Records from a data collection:
--- --- ---
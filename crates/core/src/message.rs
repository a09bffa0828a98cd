//! Conversation turn domain types.
//!
//! A turn is one stored exchange unit between an end user and the desk:
//! User writes → caller stores the turn → orchestrator replies → reply is stored.

use chrono::{DateTime, Utc};
use serde::{Deserialize, Serialize};
use uuid::Uuid;

/// Identifier of the end user who owns a conversation.
#[derive(Debug, Clone, PartialEq, Eq, Hash, Serialize, Deserialize)]
#[serde(transparent)]
pub struct UserId(pub String);

impl UserId {
    pub fn new(id: impl Into<String>) -> Self {
        Self(id.into())
    }

    pub fn as_str(&self) -> &str {
        &self.0
    }
}

impl std::fmt::Display for UserId {
    fn fmt(&self, f: &mut std::fmt::Formatter<'_>) -> std::fmt::Result {
        write!(f, "{}", self.0)
    }
}

/// Identifier of a stored file (document, photo, ...).
#[derive(Debug, Clone, PartialEq, Eq, Hash, Serialize, Deserialize)]
#[serde(transparent)]
pub struct FileId(pub String);

impl FileId {
    pub fn new(id: impl Into<String>) -> Self {
        Self(id.into())
    }

    pub fn as_str(&self) -> &str {
        &self.0
    }
}

impl std::fmt::Display for FileId {
    fn fmt(&self, f: &mut std::fmt::Formatter<'_>) -> std::fmt::Result {
        write!(f, "{}", self.0)
    }
}

/// Who a stored turn is from, in the desk's own vocabulary.
#[derive(Debug, Clone, Copy, PartialEq, Eq, Serialize, Deserialize)]
#[serde(rename_all = "lowercase")]
pub enum Role {
    /// The end user
    User,
    /// The desk (automated reply or human operator)
    Assistant,
}

impl Role {
    pub fn as_str(&self) -> &'static str {
        match self {
            Role::User => "user",
            Role::Assistant => "assistant",
        }
    }

    pub fn parse(s: &str) -> Option<Self> {
        match s {
            "user" => Some(Role::User),
            "assistant" => Some(Role::Assistant),
            _ => None,
        }
    }
}

/// A single stored conversation turn. Immutable once written.
#[derive(Debug, Clone, Serialize, Deserialize)]
pub struct Turn {
    /// Unique turn ID
    pub id: String,

    /// Owner of the conversation
    pub user_id: UserId,

    /// Direction of the turn
    pub role: Role,

    /// Text content; `None` when the turn only carries an attachment
    #[serde(default, skip_serializing_if = "Option::is_none")]
    pub content: Option<String>,

    /// Attached file, if any
    #[serde(default, skip_serializing_if = "Option::is_none")]
    pub attachment: Option<FileId>,

    /// Written by a human operator rather than the automated desk
    #[serde(default)]
    pub by_operator: bool,

    /// Exchanged while automated replies were suspended for this user
    #[serde(default)]
    pub off_policy: bool,

    pub created_at: DateTime<Utc>,
}

/// The data needed to append a turn. Stores assign id and timestamp.
#[derive(Debug, Clone, Serialize, Deserialize)]
pub struct NewTurn {
    pub user_id: UserId,
    pub role: Role,
    pub content: Option<String>,
    pub attachment: Option<FileId>,
    pub by_operator: bool,
    pub off_policy: bool,
}

impl NewTurn {
    /// An inbound message from the end user.
    pub fn user(user_id: UserId, content: impl Into<String>) -> Self {
        Self {
            user_id,
            role: Role::User,
            content: Some(content.into()),
            attachment: None,
            by_operator: false,
            off_policy: false,
        }
    }

    /// An automated reply from the desk.
    pub fn assistant(user_id: UserId, content: impl Into<String>) -> Self {
        Self {
            user_id,
            role: Role::Assistant,
            content: Some(content.into()),
            attachment: None,
            by_operator: false,
            off_policy: false,
        }
    }

    /// A reply typed by a human operator.
    pub fn operator(user_id: UserId, content: impl Into<String>) -> Self {
        Self {
            by_operator: true,
            ..Self::assistant(user_id, content)
        }
    }

    pub fn with_attachment(mut self, file: FileId) -> Self {
        self.attachment = Some(file);
        self
    }

    pub fn off_policy(mut self) -> Self {
        self.off_policy = true;
        self
    }

    /// Materialize into a stored turn with a fresh id and timestamp.
    pub fn into_turn(self) -> Turn {
        Turn {
            id: Uuid::new_v4().to_string(),
            user_id: self.user_id,
            role: self.role,
            content: self.content,
            attachment: self.attachment,
            by_operator: self.by_operator,
            off_policy: self.off_policy,
            created_at: Utc::now(),
        }
    }
}

impl Turn {
    /// Whether this turn may be shown to the model at all.
    ///
    /// Operator-authored and off-policy turns are never replayed.
    pub fn is_replayable(&self) -> bool {
        !self.by_operator && !self.off_policy
    }
}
--- --- ---
__Requirement__: The full set of entries should be copied out exactly as given.

__Exercise output__:
filename crates/core/src/message.rs
repository a09bffa0828a98cd
//! Conversation turn domain types.
//!
//! A turn is one stored exchange unit between an end user and the desk:
//! User writes → caller stores the turn → orchestrator replies → reply is stored.

use chrono::{DateTime, Utc};
use serde::{Deserialize, Serialize};
use uuid::Uuid;

/// Identifier of the end user who owns a conversation.
#[derive(Debug, Clone, PartialEq, Eq, Hash, Serialize, Deserialize)]
#[serde(transparent)]
pub struct UserId(pub String);

impl UserId {
    pub fn new(id: impl Into<String>) -> Self {
        Self(id.into())
    }

    pub fn as_str(&self) -> &str {
        &self.0
    }
}

impl std::fmt::Display for UserId {
    fn fmt(&self, f: &mut std::fmt::Formatter<'_>) -> std::fmt::Result {
        write!(f, "{}", self.0)
    }
}

/// Identifier of a stored file (document, photo, ...).
#[derive(Debug, Clone, PartialEq, Eq, Hash, Serialize, Deserialize)]
#[serde(transparent)]
pub struct FileId(pub String);

impl FileId {
    pub fn new(id: impl Into<String>) -> Self {
        Self(id.into())
    }

    pub fn as_str(&self) -> &str {
        &self.0
    }
}

impl std::fmt::Display for FileId {
    fn fmt(&self, f: &mut std::fmt::Formatter<'_>) -> std::fmt::Result {
        write!(f, "{}", self.0)
    }
}

/// Who a stored turn is from, in the desk's own vocabulary.
#[derive(Debug, Clone, Copy, PartialEq, Eq, Serialize, Deserialize)]
#[serde(rename_all = "lowercase")]
pub enum Role {
    /// The end user
    User,
    /// The desk (automated reply or human operator)
    Assistant,
}

impl Role {
    pub fn as_str(&self) -> &'static str {
        match self {
            Role::User => "user",
            Role::Assistant => "assistant",
        }
    }

    pub fn parse(s: &str) -> Option<Self> {
        match s {
            "user" => Some(Role::User),
            "assistant" => Some(Role::Assistant),
            _ => None,
        }
    }
}

/// A single stored conversation turn. Immutable once written.
#[derive(Debug, Clone, Serialize, Deserialize)]
pub struct Turn {
    /// Unique turn ID
    pub id: String,

    /// Owner of the conversation
    pub user_id: UserId,

    /// Direction of the turn
    pub role: Role,

    /// Text content; `None` when the turn only carries an attachment
    #[serde(default, skip_serializing_if = "Option::is_none")]
    pub content: Option<String>,

    /// Attached file, if any
    #[serde(default, skip_serializing_if = "Option::is_none")]
    pub attachment: Option<FileId>,

    /// Written by a human operator rather than the automated desk
    #[serde(default)]
    pub by_operator: bool,

    /// Exchanged while automated replies were suspended for this user
    #[serde(default)]
    pub off_policy: bool,

    pub created_at: DateTime<Utc>,
}

/// The data needed to append a turn. Stores assign id and timestamp.
#[derive(Debug, Clone, Serialize, Deserialize)]
pub struct NewTurn {
    pub user_id: UserId,
    pub role: Role,
    pub content: Option<String>,
    pub attachment: Option<FileId>,
    pub by_operator: bool,
    pub off_policy: bool,
}

impl NewTurn {
    /// An inbound message from the end user.
    pub fn user(user_id: UserId, content: impl Into<String>) -> Self {
        Self {
            user_id,
            role: Role::User,
            content: Some(content.into()),
            attachment: None,
            by_operator: false,
            off_policy: false,
        }
    }

    /// An automated reply from the desk.
    pub fn assistant(user_id: UserId, content: impl Into<String>) -> Self {
        Self {
            user_id,
            role: Role::Assistant,
            content: Some(content.into()),
            attachment: None,
            by_operator: false,
            off_policy: false,
        }
    }

    /// A reply typed by a human operator.
    pub fn operator(user_id: UserId, content: impl Into<String>) -> Self {
        Self {
            by_operator: true,
            ..Self::assistant(user_id, content)
        }
    }

    pub fn with_attachment(mut self, file: FileId) -> Self {
        self.attachment = Some(file);
        self
    }

    pub fn off_policy(mut self) -> Self {
        self.off_policy = true;
        self
    }

    /// Materialize into a stored turn with a fresh id and timestamp.
    pub fn into_turn(self) -> Turn {
        Turn {
            id: Uuid::new_v4().to_string(),
            user_id: self.user_id,
            role: self.role,
            content: self.content,
            attachment: self.attachment,
            by_operator: self.by_operator,
            off_policy: self.off_policy,
            created_at: Utc::now(),
        }
    }
}

impl Turn {
    /// Whether this turn may be shown to the model at all.
    ///
    /// Operator-authored and off-policy turns are never replayed.
    pub fn is_replayable(&self) -> bool {
        !self.by_operator && !self.off_policy
    }
}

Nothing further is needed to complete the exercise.